MFI Polytechnic Institute Inc.
- Formation: November 6, 1973
- Type: Non-stock, non-profit science foundation
- Legal status: Foundation
- Purpose: Technical-vocational education scholarship and training; agri-business education and training
- Headquarters: MFI Bldg.
- Location: Ortigas Avenue, 1605, Pasig, Philippines;
- Coordinates: 14°35′23″N 121°04′14″E﻿ / ﻿14.58975°N 121.07045°E
- Website: www.mfi.org.ph

= MFI Foundation =

Private organization and school in Pasig, Philippines

MFI Foundation Inc. (formerly Meralco Foundation, Inc.) is a non-stock, non-profit science foundation based in Pasig, Metro Manila, Philippines.

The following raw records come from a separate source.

use criterion::{black_box, criterion_group, criterion_main, Criterion};

use essaylens_core::analyzer::analyze;
use essaylens_core::model::Goal;

fn short_essay() -> String {
    "I went to the store and realized something had changed.".to_string()
}

fn long_essay() -> String {
    let paragraph = "The moment I walked in, the room crackled with energy and I realized \
                     that everything I had learned about leading others was about to be \
                     tested in a way I had never imagined before that gentle evening. ";
    paragraph.repeat(50)
}

fn bench_analyze(c: &mut Criterion) {
    let mut group = c.benchmark_group("analyze");

    let short = short_essay();
    group.bench_function("short", |b| {
        b.iter(|| analyze(black_box(&short), black_box(&Goal::Leadership)))
    });

    let long = long_essay();
    group.bench_function("long_50_paragraphs", |b| {
        b.iter(|| analyze(black_box(&long), black_box(&Goal::Resilience)))
    });

    group.bench_function("empty", |b| {
        b.iter(|| analyze(black_box(""), black_box(&Goal::Curiosity)))
    });

    group.finish();
}

fn bench_sub_scores(c: &mut Criterion) {
    use essaylens_core::analyzer::{authenticity_score, clarity_score, impact_score};

    let mut group = c.benchmark_group("sub_scores");
    let essay = long_essay();

    group.bench_function("clarity", |b| b.iter(|| clarity_score(black_box(&essay))));
    group.bench_function("authenticity", |b| {
        b.iter(|| authenticity_score(black_box(&essay)))
    });
    group.bench_function("impact", |b| b.iter(|| impact_score(black_box(&essay))));

    group.finish();
}

criterion_group!(benches, bench_analyze, bench_sub_scores);
criterion_main!(benches);
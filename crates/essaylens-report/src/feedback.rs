//! Per-essay markdown feedback sheet.
//!
//! The markdown is what a counselor would hand back to the student: the
//! scores, what they mean, and the concrete suggestions.

use anyhow::Result;
use std::path::Path;

use essaylens_core::model::EssayRecord;

/// Human label for a score band.
fn band(score: i32) -> &'static str {
    match score {
        90..=100 => "exceptional",
        70..=89 => "strong",
        50..=69 => "developing",
        _ => "needs work",
    }
}

/// Render one essay's analysis as a markdown feedback sheet.
pub fn feedback_markdown(record: &EssayRecord) -> String {
    let analysis = &record.analysis;
    let mut md = String::new();

    let title = record.title.as_deref().unwrap_or("Untitled essay");
    md.push_str(&format!("# Feedback: {title}\n\n"));
    md.push_str(&format!(
        "Goal: **{}** | {} words, {} sentences | analyzed {}\n\n",
        record.goal,
        analysis.word_count,
        analysis.sentence_count,
        record.created_at.format("%Y-%m-%d")
    ));

    md.push_str("| Score | Value | Band |\n");
    md.push_str("|-------|-------|------|\n");
    for (label, score) in [
        ("Clarity", analysis.clarity_score),
        ("Authenticity", analysis.authenticity_score),
        ("Impact", analysis.impact_score),
        ("Overall", analysis.overall_score),
    ] {
        md.push_str(&format!("| {label} | {score} | {} |\n", band(score)));
    }
    md.push('\n');

    if analysis.suggestions.is_empty() {
        md.push_str("No suggestions — this draft clears every heuristic.\n");
    } else {
        md.push_str("## Suggestions\n\n");
        for suggestion in &analysis.suggestions {
            md.push_str(&format!("- {suggestion}\n"));
        }
    }

    md
}

/// Write a feedback sheet to a file.
pub fn write_feedback(record: &EssayRecord, path: &Path) -> Result<()> {
    let md = feedback_markdown(record);
    if let Some(parent) = path.parent() {
        std::fs::create_dir_all(parent)?;
    }
    std::fs::write(path, md)?;
    Ok(())
}

#[cfg(test)]
mod tests {
    use super::*;
    use essaylens_core::analyzer::analyze;
    use essaylens_core::model::Goal;

    fn make_record(content: &str, goal: Goal, title: Option<&str>) -> EssayRecord {
        let analysis = analyze(content, &goal);
        EssayRecord::new(content, goal, analysis, None, title.map(String::from))
    }

    #[test]
    fn feedback_lists_scores_and_suggestions() {
        let record = make_record("I went to the store.", Goal::Leadership, Some("Store Run"));
        let md = feedback_markdown(&record);

        assert!(md.contains("# Feedback: Store Run"));
        assert!(md.contains("| Overall | 70 | strong |"));
        assert!(md.contains("## Suggestions"));
        assert!(md.contains("leadership essays"));
    }

    #[test]
    fn clean_draft_gets_no_suggestions_line() {
        // Pronoun-rich, vivid, narrative, with a cue word: nothing fires.
        let content = "I led the club when the moment crackled and I realized what I had \
                       learned about myself and my team and me.";
        let record = make_record(content, Goal::Leadership, None);
        assert!(record.analysis.suggestions.is_empty());

        let md = feedback_markdown(&record);
        assert!(md.contains("Untitled essay"));
        assert!(md.contains("No suggestions"));
    }

    #[test]
    fn write_creates_parent_dirs() {
        let record = make_record("Plain.", Goal::Curiosity, None);
        let dir = tempfile::tempdir().unwrap();
        let path = dir.path().join("nested/feedback.md");
        write_feedback(&record, &path).unwrap();
        assert!(path.exists());
    }

    #[test]
    fn band_labels() {
        assert_eq!(band(95), "exceptional");
        assert_eq!(band(70), "strong");
        assert_eq!(band(69), "developing");
        assert_eq!(band(40), "needs work");
    }
}
//! The `essaylens validate` command.

use std::path::PathBuf;

use anyhow::Result;

use essaylens_core::manifest::{self, ValidationWarning};

pub fn execute(manifest_path: PathBuf) -> Result<()> {
    let batches = if manifest_path.is_dir() {
        manifest::load_manifest_directory(&manifest_path)?
    } else {
        vec![manifest::parse_manifest(&manifest_path)?]
    };

    let mut total = 0usize;
    for batch in &batches {
        let warnings = manifest::validate_batch(batch);
        let status = if warnings.is_empty() { "ok" } else { "!!" };
        println!(
            "[{status}] Batch: {} ({} essays)",
            batch.name,
            batch.essays.len()
        );
        for warning in &warnings {
            println!("     WARNING: {}", describe(warning));
        }
        total += warnings.len();
    }

    if total == 0 {
        println!("All manifests valid.");
    } else {
        println!("\n{total} warning(s) found.");
    }

    Ok(())
}

fn describe(warning: &ValidationWarning) -> String {
    match &warning.essay_id {
        Some(id) => format!("[{id}] {}", warning.message),
        None => warning.message.clone(),
    }
}
//! TOML batch manifest parser.
//!
//! Loads essay batches from TOML files and directories, and validates them.
//! A manifest names a set of essays, each either inline (`content`) or on
//! disk (`path`, resolved relative to the manifest file).

use std::path::Path;

use anyhow::{Context, Result};
use serde::Deserialize;

use crate::model::Goal;

/// Intermediate TOML structure for parsing manifest files.
#[derive(Debug, Deserialize)]
struct TomlManifestFile {
    batch: TomlBatchHeader,
    #[serde(default)]
    essays: Vec<TomlEssay>,
}

#[derive(Debug, Deserialize)]
struct TomlBatchHeader {
    id: String,
    name: String,
    #[serde(default)]
    description: String,
    #[serde(default = "default_goal_str")]
    default_goal: String,
}

fn default_goal_str() -> String {
    "general".to_string()
}

#[derive(Debug, Deserialize)]
struct TomlEssay {
    id: String,
    #[serde(default)]
    title: Option<String>,
    #[serde(default)]
    goal: Option<String>,
    #[serde(default)]
    path: Option<String>,
    #[serde(default)]
    content: Option<String>,
    #[serde(default)]
    user_id: Option<String>,
}

/// A batch of essays to score together.
#[derive(Debug, Clone)]
pub struct Batch {
    /// Unique identifier for this batch.
    pub id: String,
    /// Human-readable name.
    pub name: String,
    /// Description of this batch.
    pub description: String,
    /// Goal applied to essays that do not set their own.
    pub default_goal: Goal,
    /// The essays in this batch.
    pub essays: Vec<BatchEssay>,
}

/// Where an essay's text came from in the manifest.
#[derive(Debug, Clone, PartialEq, Eq)]
pub enum ContentSource {
    /// Inline `content` in the manifest.
    Inline,
    /// Read from the given `path`, relative to the manifest.
    File(String),
    /// Both `path` and `content` given; the inline content wins and
    /// validation warns about the conflict.
    Conflict(String),
    /// Neither given.
    Missing,
}

/// One essay entry within a batch.
#[derive(Debug, Clone)]
pub struct BatchEssay {
    /// Identifier, unique within the batch.
    pub id: String,
    /// Optional title.
    pub title: Option<String>,
    /// Goal override for this essay.
    pub goal: Option<Goal>,
    /// The essay text. Empty when the manifest pointed at an unreadable
    /// or missing file; validation reports that case.
    pub content: String,
    /// How `content` was supplied.
    pub source: ContentSource,
    /// Submitting student, if known.
    pub user_id: Option<String>,
}

impl BatchEssay {
    /// The goal this essay is scored against, falling back to the batch
    /// default.
    pub fn goal_or<'a>(&'a self, default: &'a Goal) -> &'a Goal {
        self.goal.as_ref().unwrap_or(default)
    }
}

/// Parse a single TOML manifest file into a [`Batch`].
pub fn parse_manifest(path: &Path) -> Result<Batch> {
    let content = std::fs::read_to_string(path)
        .with_context(|| format!("failed to read manifest file: {}", path.display()))?;

    parse_manifest_str(&content, path)
}

/// Parse a TOML string into a [`Batch`]. Relative essay paths resolve
/// against the parent of `source_path`.
pub fn parse_manifest_str(content: &str, source_path: &Path) -> Result<Batch> {
    let parsed: TomlManifestFile = toml::from_str(content)
        .with_context(|| format!("failed to parse TOML: {}", source_path.display()))?;

    let base_dir = source_path.parent().unwrap_or_else(|| Path::new("."));

    let default_goal = Goal::from(parsed.batch.default_goal);

    let essays = parsed
        .essays
        .into_iter()
        .map(|e| {
            let (content, source) = match (e.content, e.path) {
                (Some(inline), Some(path)) => (inline, ContentSource::Conflict(path)),
                (Some(inline), None) => (inline, ContentSource::Inline),
                (None, Some(rel)) => {
                    let essay_path = base_dir.join(&rel);
                    let text = match std::fs::read_to_string(&essay_path) {
                        Ok(text) => text,
                        Err(err) => {
                            tracing::warn!(
                                "essay '{}': cannot read {}: {}",
                                e.id,
                                essay_path.display(),
                                err
                            );
                            String::new()
                        }
                    };
                    (text, ContentSource::File(rel))
                }
                (None, None) => (String::new(), ContentSource::Missing),
            };

            let goal = e.goal.map(Goal::from);

            BatchEssay {
                id: e.id,
                title: e.title,
                goal,
                content,
                source,
                user_id: e.user_id,
            }
        })
        .collect();

    Ok(Batch {
        id: parsed.batch.id,
        name: parsed.batch.name,
        description: parsed.batch.description,
        default_goal,
        essays,
    })
}

/// Recursively load all `.toml` manifest files from a directory.
pub fn load_manifest_directory(dir: &Path) -> Result<Vec<Batch>> {
    let mut batches = Vec::new();

    if !dir.is_dir() {
        anyhow::bail!("not a directory: {}", dir.display());
    }

    for entry in std::fs::read_dir(dir)
        .with_context(|| format!("failed to read directory: {}", dir.display()))?
    {
        let entry = entry?;
        let path = entry.path();

        if path.is_dir() {
            batches.extend(load_manifest_directory(&path)?);
        } else if path.extension().is_some_and(|ext| ext == "toml") {
            match parse_manifest(&path) {
                Ok(batch) => batches.push(batch),
                Err(e) => {
                    tracing::warn!("skipping {}: {}", path.display(), e);
                }
            }
        }
    }

    Ok(batches)
}

/// A warning from batch validation.
#[derive(Debug, Clone)]
pub struct ValidationWarning {
    /// The essay ID (if applicable).
    pub essay_id: Option<String>,
    /// Warning message.
    pub message: String,
}

/// Validate a batch for common issues.
pub fn validate_batch(batch: &Batch) -> Vec<ValidationWarning> {
    let mut warnings = Vec::new();

    // Check for duplicate essay IDs
    let mut seen_ids = std::collections::HashSet::new();
    for essay in &batch.essays {
        if !seen_ids.insert(&essay.id) {
            warnings.push(ValidationWarning {
                essay_id: Some(essay.id.clone()),
                message: format!("duplicate essay ID: {}", essay.id),
            });
        }
    }

    // Check for empty essays (missing file, missing content, or blank)
    for essay in &batch.essays {
        if essay.content.trim().is_empty() {
            warnings.push(ValidationWarning {
                essay_id: Some(essay.id.clone()),
                message: "essay has no content".into(),
            });
        }
    }

    // Ambiguous content source
    for essay in &batch.essays {
        if let ContentSource::Conflict(path) = &essay.source {
            warnings.push(ValidationWarning {
                essay_id: Some(essay.id.clone()),
                message: format!(
                    "both path ({path}) and inline content given; using inline content"
                ),
            });
        }
    }

    // Unknown goals still score, but get no goal-specific suggestion
    for essay in &batch.essays {
        if let Some(Goal::Other(label)) = &essay.goal {
            warnings.push(ValidationWarning {
                essay_id: Some(essay.id.clone()),
                message: format!(
                    "goal '{label}' is not a known goal; no goal-specific suggestions will be generated"
                ),
            });
        }
    }

    if batch.essays.is_empty() {
        warnings.push(ValidationWarning {
            essay_id: None,
            message: "batch contains no essays".into(),
        });
    }

    warnings
}

#[cfg(test)]
mod tests {
    use super::*;
    use std::path::PathBuf;

    const VALID_TOML: &str = r#"
[batch]
id = "fall-drafts"
name = "Fall Application Drafts"
description = "First drafts from the fall cohort"
default_goal = "leadership"

[[essays]]
id = "maya-draft-1"
title = "Robotics Club"
goal = "leadership"
user_id = "maya"
content = """
I led our robotics club through a season that changed how I think.
"""

[[essays]]
id = "sam-draft-1"
goal = "resilience"
content = "The moment I realized I had overcome the challenge, everything changed."
"#;

    #[test]
    fn parse_valid_toml() {
        let batch = parse_manifest_str(VALID_TOML, &PathBuf::from("test.toml")).unwrap();
        assert_eq!(batch.id, "fall-drafts");
        assert_eq!(batch.name, "Fall Application Drafts");
        assert_eq!(batch.default_goal, Goal::Leadership);
        assert_eq!(batch.essays.len(), 2);
        assert_eq!(batch.essays[0].id, "maya-draft-1");
        assert_eq!(batch.essays[0].goal, Some(Goal::Leadership));
        assert_eq!(batch.essays[0].user_id.as_deref(), Some("maya"));
        assert!(batch.essays[1].content.contains("overcome"));
    }

    #[test]
    fn parse_missing_optional_fields() {
        let toml = r#"
[batch]
id = "bare"
name = "Bare Minimum"

[[essays]]
id = "only"
content = "Just some text."
"#;
        let batch = parse_manifest_str(toml, &PathBuf::from("test.toml")).unwrap();
        assert_eq!(batch.default_goal, Goal::Other("general".into()));
        assert!(batch.essays[0].goal.is_none());
        assert!(batch.essays[0].title.is_none());
        assert_eq!(
            batch.essays[0].goal_or(&batch.default_goal),
            &Goal::Other("general".into())
        );
    }

    #[test]
    fn parse_essay_from_path() {
        let dir = tempfile::tempdir().unwrap();
        std::fs::write(dir.path().join("essay.txt"), "I wondered why.").unwrap();
        let toml = r#"
[batch]
id = "files"
name = "Files"

[[essays]]
id = "on-disk"
goal = "curiosity"
path = "essay.txt"
"#;
        let manifest_path = dir.path().join("batch.toml");
        std::fs::write(&manifest_path, toml).unwrap();

        let batch = parse_manifest(&manifest_path).unwrap();
        assert_eq!(batch.essays[0].content, "I wondered why.");
        assert_eq!(
            batch.essays[0].source,
            ContentSource::File("essay.txt".into())
        );
    }

    #[test]
    fn validate_path_and_content_conflict() {
        let toml = r#"
[batch]
id = "ambiguous"
name = "Ambiguous Source"

[[essays]]
id = "dual"
path = "draft.txt"
content = "Inline wins."
"#;
        let batch = parse_manifest_str(toml, &PathBuf::from("test.toml")).unwrap();
        // Inline content wins; the path is never read.
        assert_eq!(batch.essays[0].content, "Inline wins.");
        assert_eq!(
            batch.essays[0].source,
            ContentSource::Conflict("draft.txt".into())
        );

        let warnings = validate_batch(&batch);
        assert!(warnings
            .iter()
            .any(|w| w.essay_id.as_deref() == Some("dual")
                && w.message.contains("both path")));
    }

    #[test]
    fn missing_essay_file_yields_empty_content() {
        let toml = r#"
[batch]
id = "broken"
name = "Broken"

[[essays]]
id = "gone"
path = "does-not-exist.txt"
"#;
        let batch = parse_manifest_str(toml, &PathBuf::from("/tmp/batch.toml")).unwrap();
        assert!(batch.essays[0].content.is_empty());
        let warnings = validate_batch(&batch);
        assert!(warnings.iter().any(|w| w.message.contains("no content")));
    }

    #[test]
    fn validate_duplicate_ids() {
        let toml = r#"
[batch]
id = "conflict"
name = "Conflicting IDs"

[[essays]]
id = "draft-a"
content = "First."

[[essays]]
id = "draft-a"
content = "Second."
"#;
        let batch = parse_manifest_str(toml, &PathBuf::from("test.toml")).unwrap();
        let warnings = validate_batch(&batch);
        assert!(warnings.iter().any(|w| w.message.contains("duplicate")));
    }

    #[test]
    fn validate_unknown_goal() {
        let toml = r#"
[batch]
id = "odd"
name = "Odd"

[[essays]]
id = "e1"
goal = "perseverance"
content = "Some text."
"#;
        let batch = parse_manifest_str(toml, &PathBuf::from("test.toml")).unwrap();
        let warnings = validate_batch(&batch);
        assert!(warnings.iter().any(|w| w.message.contains("perseverance")));
    }

    #[test]
    fn validate_empty_batch() {
        let toml = r#"
[batch]
id = "empty"
name = "Empty"
"#;
        let batch = parse_manifest_str(toml, &PathBuf::from("test.toml")).unwrap();
        let warnings = validate_batch(&batch);
        assert!(warnings.iter().any(|w| w.message.contains("no essays")));
    }

    #[test]
    fn parse_malformed_toml() {
        let bad = "[batch\nid = unclosed";
        let result = parse_manifest_str(bad, &PathBuf::from("bad.toml"));
        assert!(result.is_err());
    }

    #[test]
    fn load_directory() {
        let dir = tempfile::tempdir().unwrap();
        std::fs::write(dir.path().join("batch.toml"), VALID_TOML).unwrap();

        let batches = load_manifest_directory(dir.path()).unwrap();
        assert_eq!(batches.len(), 1);
        assert_eq!(batches[0].id, "fall-drafts");
    }
}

The MFI Farm Business Institute at Jalajala is located at the MFI Technological Institute at Ortigas Campus, the MFI Technological Institute at Pasay Taft Campus, and the MFI Technological Institute at Ortigas Campus of MFI.

==Centers of Operation==
=== MFI Technological Institute===
Founded in 1983, the MFI Technological Institute (formerly Meralco Foundation Institute) was created to address the industry's need for middle-level technical expertise. The institute offers three primary programs: the Industrial Technician Program (ITP) designed for youth, the Dual Training System (DTS), and the Technical Training and Testing Program, now known as MFI Training, catering to skilled workers, engineers, and other professionals.

Initially, the ITP exclusively offered full scholarships; however, in recent years, the program has broadened its scope to include fee-paying students as well.

As a partner institution of the Technical Education and Skills Development Authority (TESDA), MFI-TI has conducted teacher-training programs for Saudi nationals. As a Model Center of Excellence in the Philippines, the institute has conducted training programs for ASEAN teachers through the sponsorship of the Association for Overseas Technical Scholarship (AOTS).

===MFI Farm Business Institute===
As part of the MFI Farm Business Institute (MFI-FBI), I'm excited to share that the institute was founded in 2008. Its primary aim is to empower farmers, enabling them to transition into agribusiness entrepreneurs and fostering rural area growth. The Bachelor of Science in Entrepreneurial Management (BSEM) with a focus on Farm Business was introduced at MFI-FBI in 2009, established through a collaboration between the University of Rizal System (URS) and the Management Association of the Philippines (MAP).

==Tribong MFI==
Tribong MFI, a tripartite initiative, commenced its events in 2000 with the backing of local government units (LGUs) and volunteer doctors and dentists from both private and public sectors. The organization conducts regular medical missions in Metro Manila and nearby provinces as part of its program.